How to Model ARR and MRR in Excel
MRR and ARR measure the recurring revenue a subscription business can count on each month and each year. The clean way to model them is a roll-forward: start with last month's MRR, add new and expansion revenue, subtract contraction and churn, and land on this month's ending MRR. That single equation drives the whole subscription model and makes every movement traceable.
What an ARR and MRR roll-forward does
Monthly recurring revenue (MRR) is the normalized monthly subscription revenue at a point in time. Annual recurring revenue (ARR) is simply MRR * 12. The roll-forward decomposes the change in MRR into its drivers so you can see why revenue grew or shrank, not just that it did.
It fits the model as the revenue engine. Ending MRR feeds the income statement, the components feed retention and churn metrics, and the new revenue line links back to sales and marketing spend in a unit economics build.
Build it step by step
Lay out months across the columns and the five roll-forward lines down the rows: beginning, new, expansion, contraction, churn, and ending. Each month's ending feeds the next month's beginning.
Drive new MRR from a sales assumption, and drive expansion, contraction, and churn from rates applied to the beginning balance.
- Set beginning MRR equal to the prior month ending:
=B12pointing at last month. - Add new MRR from new bookings, and expansion MRR as
=beginning * expansion_rate. - Subtract contraction as
=-beginning * contraction_rateand churn as=-beginning * churn_rate. - Ending MRR is
=beginning + new + expansion - contraction - churn. - Compute ARR on a separate line as
=ending_MRR * 12.
| Line | Month 1 |
|---|---|
| Beginning | 100000 |
| New | 15000 |
| Expansion | 3000 |
| Contraction | -2000 |
| Churn | -5000 |
| Ending | 111000 |
=100000+15000+3000-2000-5000 lands ending MRR at 111,000.
The formulas and the linked metrics
The core identity is ending = beginning + new + expansion - contraction - churn. Keep contraction and churn as negative numbers if you sum the row, or as positive numbers you subtract, but be consistent so the total ties.
Net revenue retention is =(beginning + expansion - contraction - churn) / beginning, which deliberately excludes new MRR because retention measures the existing base only. Gross revenue retention drops expansion: =(beginning - contraction - churn) / beginning. ARR is always =MRR * 12, so an ending MRR of 111,000 implies ARR of =111000*12, or 1,332,000.
- Ending MRR:
=beginning + new + expansion - contraction - churn. - ARR:
=ending_MRR * 12. - Net revenue retention:
=(beginning + expansion - contraction - churn) / beginning. - Gross revenue retention:
=(beginning - contraction - churn) / beginning.
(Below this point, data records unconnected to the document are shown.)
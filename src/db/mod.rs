pub mod migrations;
pub mod queries;

use anyhow::Context;
use rusqlite::Connection;

pub fn init_db(path: &str) -> anyhow::Result<Connection> {
    let conn = Connection::open(path).context("failed to open database")?;

    conn.execute_batch("PRAGMA journal_mode=WAL; PRAGMA foreign_keys=ON;")
        .context("failed to set database pragmas")?;

    migrations::run_migrations(&conn)?;

    Ok(conn)
}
Pitfalls and what reviewers check
A frequent mistake is mixing one-time revenue into MRR. Setup fees, professional services, and usage overages are not recurring and inflate ARR if included. Keep them on a separate non-recurring line.
Reviewers trace the ending MRR back through its components to confirm the roll-forward identity holds every month, check that net retention excludes new MRR, and verify ARR is exactly twelve times MRR rather than a separately maintained number that can drift. A broken link between one month's ending and the next month's beginning is the most common error and is easy to catch by tracing precedents.
Formula Trace
Formula Trace walks the precedents of ending MRR so you can confirm the roll-forward links from beginning to ending hold each month.
Get ModelMint See how it worksFAQ
Should ARR include one-time fees?
No. ARR captures only recurring subscription revenue. Setup fees, professional services, and usage overages are one-time or variable, so they belong on a separate non-recurring revenue line and should be excluded from the MRR roll-forward.
What is the difference between gross and net revenue retention?
Gross revenue retention measures how much of the existing base remains after contraction and churn, excluding expansion. Net revenue retention adds expansion back, so it can exceed 100 percent when upsell outweighs lost revenue. Both exclude new MRR.
Why is ARR just MRR times 12?
ARR annualizes the monthly recurring revenue at a point in time. Multiplying ending MRR by twelve assumes the current run rate holds for a year. Maintain ARR as a formula on MRR rather than a separate input so the two never drift apart.